I would love nothing more than to number match this car however with the Canadian dollar the way it is and shipping, it would be way to expensive. Perhaps down the road. This car was a 350 my mistake and thanks Pony for your informative stuff on the 70s blocks, heads and intakes. In fact I have read many of your posts on here that pertain to my car and its refreshing to see someone with the scope of knowledge that puts it out there for others to learn. I really liked the carburetor article. Brown Bird has a great build going on so I am along for the ride.

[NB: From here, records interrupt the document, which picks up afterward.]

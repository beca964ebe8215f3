//! Background job runner
//!
//! One worker drains a FIFO of job ids, so at most one job executes at a
//! time. Every dequeued job ends `succeeded` or `failed`, including jobs
//! whose executor panics.

mod preflight;

use std::any::Any;
use std::sync::Arc;

use async_trait::async_trait;
use tokio::sync::mpsc;
use tokio::task::JoinHandle;

use crate::db::Repository;
use crate::error::{Error, Result};
use crate::models::{JobId, JobStatus, NewJob, SyncJob};

pub use preflight::{
    DirectionWorkload, OverLimitLocale, PreflightExecutor, PreflightSummary, Workload,
};

/// Error recorded on jobs found `running` when the runner starts.
pub const INTERRUPTED: &str = "interrupted by restart";

/// Handle given to an executor for the job it is running.
#[derive(Clone)]
pub struct JobContext {
    repo: Arc<dyn Repository>,
    id: JobId,
}

impl JobContext {
    pub fn new(repo: Arc<dyn Repository>, id: JobId) -> Self {
        Self { repo, id }
    }

    pub const fn id(&self) -> JobId {
        self.id
    }

    pub fn repo(&self) -> &Arc<dyn Repository> {
        &self.repo
    }

    /// Append a line to the job's log. Failures are traced, not returned.
    pub fn log(&self, message: impl AsRef<str>) {
        let message = message.as_ref();
        tracing::debug!(job_id = %self.id, "{}", message);
        if let Err(error) = self.repo.append_log(&self.id, message) {
            tracing::warn!(job_id = %self.id, "Failed to append job log: {}", error);
        }
    }
}

/// The work behind a job. The returned value becomes the job summary.
#[async_trait]
pub trait JobExecutor: Send + Sync {
    async fn execute(&self, job: SyncJob, context: JobContext) -> Result<serde_json::Value>;
}

pub struct JobRunner {
    repo: Arc<dyn Repository>,
    sender: mpsc::UnboundedSender<JobId>,
    worker: JoinHandle<()>,
}

impl JobRunner {
    /// Spawn the worker on the current runtime.
    ///
    /// Jobs left `running` by a previous process are failed; jobs still
    /// `queued` are enqueued again in creation order.
    pub fn start(repo: Arc<dyn Repository>, executor: Arc<dyn JobExecutor>) -> Result<Self> {
        let (sender, receiver) = mpsc::unbounded_channel();

        for job in repo.list_unfinished_jobs()? {
            match job.status {
                JobStatus::Running => {
                    tracing::warn!(job_id = %job.id, "Failing job interrupted by restart");
                    repo.mark_failed(&job.id, INTERRUPTED)?;
                }
                _ => {
                    tracing::info!(job_id = %job.id, "Re-queueing job");
                    sender.send(job.id).map_err(|_| Error::RunnerStopped)?;
                }
            }
        }

        let worker = tokio::spawn(run_worker(repo.clone(), executor, receiver));
        Ok(Self {
            repo,
            sender,
            worker,
        })
    }

    /// Persist a new `queued` job and append it to the queue.
    pub fn submit(&self, job: &NewJob) -> Result<SyncJob> {
        let job = self.repo.create_job(job)?;
        self.sender.send(job.id).map_err(|_| Error::RunnerStopped)?;
        tracing::info!(job_id = %job.id, app_id = %job.app_id, "Job queued");
        Ok(job)
    }

    /// Stop accepting jobs and wait for the queue to drain.
    pub async fn shutdown(self) {
        drop(self.sender);
        if let Err(error) = self.worker.await {
            tracing::error!("Job worker ended abnormally: {}", error);
        }
    }
}

async fn run_worker(
    repo: Arc<dyn Repository>,
    executor: Arc<dyn JobExecutor>,
    mut receiver: mpsc::UnboundedReceiver<JobId>,
) {
    while let Some(id) = receiver.recv().await {
        run_job(&repo, &executor, id).await;
    }
    tracing::debug!("Job worker stopped");
}

async fn run_job(repo: &Arc<dyn Repository>, executor: &Arc<dyn JobExecutor>, id: JobId) {
    let job = match repo.mark_running(&id) {
        Ok(job) => job,
        Err(error) => {
            tracing::warn!(job_id = %id, "Skipping job: {}", error);
            return;
        }
    };
    let context = JobContext::new(repo.clone(), id);
    context.log(format!(
        "Started {} job for {}",
        job.scope.as_str(),
        job.app_id
    ));

    let task = {
        let executor = executor.clone();
        let context = context.clone();
        tokio::spawn(async move { executor.execute(job, context).await })
    };

    let finished = match task.await {
        Ok(Ok(summary)) => {
            context.log("Finished");
            repo.mark_succeeded(&id, &summary)
        }
        Ok(Err(error)) => {
            context.log(format!("Failed: {error}"));
            repo.mark_failed(&id, &error.to_string())
        }
        Err(join_error) => {
            let message = if join_error.is_panic() {
                format!("job panicked: {}", panic_message(join_error.into_panic().as_ref()))
            } else {
                "job was cancelled".to_string()
            };
            context.log(&message);
            repo.mark_failed(&id, &message)
        }
    };

    // A job must not stay `running` because its outcome could not be stored.
    let finished = finished.or_else(|error| {
        tracing::warn!(job_id = %id, "Recording job outcome failed: {}", error);
        repo.mark_failed(&id, &format!("could not record outcome: {error}"))
    });

    match finished {
        Ok(job) => tracing::info!(job_id = %id, status = %job.status, "Job finished"),
        Err(error) => tracing::error!(job_id = %id, "Failed to record job outcome: {}", error),
    }
}

fn panic_message(payload: &(dyn Any + Send)) -> String {
    payload
        .downcast_ref::<&str>()
        .map(|message| (*message).to_string())
        .or_else(|| payload.downcast_ref::<String>().cloned())
        .unwrap_or_else(|| "unknown panic".to_string())
}

#[cfg(test)]
mod tests {
    use std::sync::Mutex;

    use pretty_assertions::assert_eq;

    use super::*;
    use crate::db::SqliteRepository;
    use crate::models::{JobPayload, StoreScope};
    use crate::test_support::FlakyRepository;

    /// Succeeds, fails or panics depending on the job's app id.
    #[derive(Default)]
    struct ScriptedExecutor {
        seen: Mutex<Vec<String>>,
    }

    #[async_trait]
    impl JobExecutor for ScriptedExecutor {
        async fn execute(&self, job: SyncJob, context: JobContext) -> Result<serde_json::Value> {
            self.seen.lock().unwrap().push(job.app_id.clone());
            context.log(format!("Working on {}", job.app_id));
            match job.app_id.as_str() {
                "fail" => Err(Error::InvalidInput("boom".to_string())),
                "panic" => panic!("executor exploded"),
                app_id => Ok(serde_json::json!({ "app": app_id })),
            }
        }
    }

    fn new_job(app_id: &str) -> NewJob {
        NewJob {
            app_id: app_id.to_string(),
            scope: StoreScope::Both,
            payload: JobPayload::default(),
        }
    }

    fn setup() -> (Arc<SqliteRepository>, Arc<ScriptedExecutor>) {
        (
            Arc::new(SqliteRepository::open_in_memory().unwrap()),
            Arc::new(ScriptedExecutor::default()),
        )
    }

    #[tokio::test]
    async fn runs_jobs_in_submission_order() {
        let (repo, executor) = setup();
        let runner = JobRunner::start(repo.clone(), executor.clone()).unwrap();

        let jobs: Vec<SyncJob> = ["one", "two", "three"]
            .into_iter()
            .map(|app_id| runner.submit(&new_job(app_id)).unwrap())
            .collect();
        assert!(jobs.iter().all(|job| job.status == JobStatus::Queued));
        runner.shutdown().await;

        assert_eq!(*executor.seen.lock().unwrap(), vec!["one", "two", "three"]);
        for job in jobs {
            let stored = repo.get_job(&job.id).unwrap().unwrap();
            assert_eq!(stored.status, JobStatus::Succeeded);
            assert_eq!(
                stored.summary,
                Some(serde_json::json!({ "app": job.app_id }))
            );
        }
    }

    #[tokio::test]
    async fn failures_and_panics_are_terminal_and_do_not_stop_the_worker() {
        let (repo, executor) = setup();
        let runner = JobRunner::start(repo.clone(), executor.clone()).unwrap();

        let failing = runner.submit(&new_job("fail")).unwrap();
        let panicking = runner.submit(&new_job("panic")).unwrap();
        let healthy = runner.submit(&new_job("ok")).unwrap();
        runner.shutdown().await;

        let failing = repo.get_job(&failing.id).unwrap().unwrap();
        assert_eq!(failing.status, JobStatus::Failed);
        assert_eq!(failing.error.as_deref(), Some("Invalid input: boom"));

        let panicking = repo.get_job(&panicking.id).unwrap().unwrap();
        assert_eq!(panicking.status, JobStatus::Failed);
        assert_eq!(
            panicking.error.as_deref(),
            Some("job panicked: executor exploded")
        );

        assert_eq!(
            repo.get_job(&healthy.id).unwrap().unwrap().status,
            JobStatus::Succeeded
        );
    }

    #[tokio::test]
    async fn job_logs_bracket_the_execution() {
        let (repo, executor) = setup();
        let runner = JobRunner::start(repo.clone(), executor).unwrap();
        let job = runner.submit(&new_job("demo")).unwrap();
        runner.shutdown().await;

        let messages: Vec<String> = repo
            .job_logs(&job.id)
            .unwrap()
            .into_iter()
            .map(|line| line.message)
            .collect();
        assert_eq!(
            messages,
            vec![
                "Started both job for demo".to_string(),
                "Working on demo".to_string(),
                "Finished".to_string(),
            ]
        );
    }

    #[tokio::test]
    async fn start_recovers_unfinished_jobs() {
        let (repo, executor) = setup();
        let interrupted = repo.create_job(&new_job("crashed")).unwrap();
        repo.mark_running(&interrupted.id).unwrap();
        let waiting = repo.create_job(&new_job("waiting")).unwrap();

        let runner = JobRunner::start(repo.clone(), executor.clone()).unwrap();
        runner.shutdown().await;

        let interrupted = repo.get_job(&interrupted.id).unwrap().unwrap();
        assert_eq!(interrupted.status, JobStatus::Failed);
        assert_eq!(interrupted.error.as_deref(), Some(INTERRUPTED));
        assert_eq!(
            repo.get_job(&waiting.id).unwrap().unwrap().status,
            JobStatus::Succeeded
        );
        assert_eq!(*executor.seen.lock().unwrap(), vec!["waiting"]);
    }

    #[tokio::test]
    async fn job_fails_when_its_success_cannot_be_recorded() {
        let repo = Arc::new(FlakyRepository::new().fail_finish(1));
        let runner =
            JobRunner::start(repo.clone(), Arc::new(ScriptedExecutor::default())).unwrap();
        let job = runner.submit(&new_job("demo")).unwrap();
        runner.shutdown().await;

        let job = repo.get_job(&job.id).unwrap().unwrap();
        assert_eq!(job.status, JobStatus::Failed);
        assert_eq!(
            job.error.as_deref(),
            Some("could not record outcome: Database error: mark_succeeded: disk I/O error")
        );
    }
}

I am very lucky as it is rare to see a car like mine so clean. I am missing the following and in no particular order.

engine (dressed)

trans

front bumper (replace)

motor mounts

rear bumper

brake booster and master cyl.

Brake clutch assembly and mounting hardware

rad

air filter set up.

drivers side, hood scoop, trim casting

exterior window sill trim.

weather strip kit

windshield (replace)

Heater controls.

radio

Front seat buns and vinyl ( replace)

a few emblems and trim

I have started the sanding of inner hood and my son and his pal were at it this afternoon. I have the POR product to go on a few pitted areas on the hood shell and I suspect that was caused by the scoops. I want this car to be a 4 speed, so I will need track down that stuff first but depending on timing I may run what I have, consul and auto. The car is stripped out so now is the time to epoxy. Just steering column and brake/gas petal left. I think I can keep busy with a few panels. There is a rust hole in the trunk the size of a dime so a small piece will go in there. The right sail panel to roof joint is fully cleaned up and ready for strand filler and I tugged at a low spot on the front fender with a stud welder so that should be good to go for filler as well. The rest should be fitting and blocking. The fenders were tight on the hood so I have loosened everything off to get alignment.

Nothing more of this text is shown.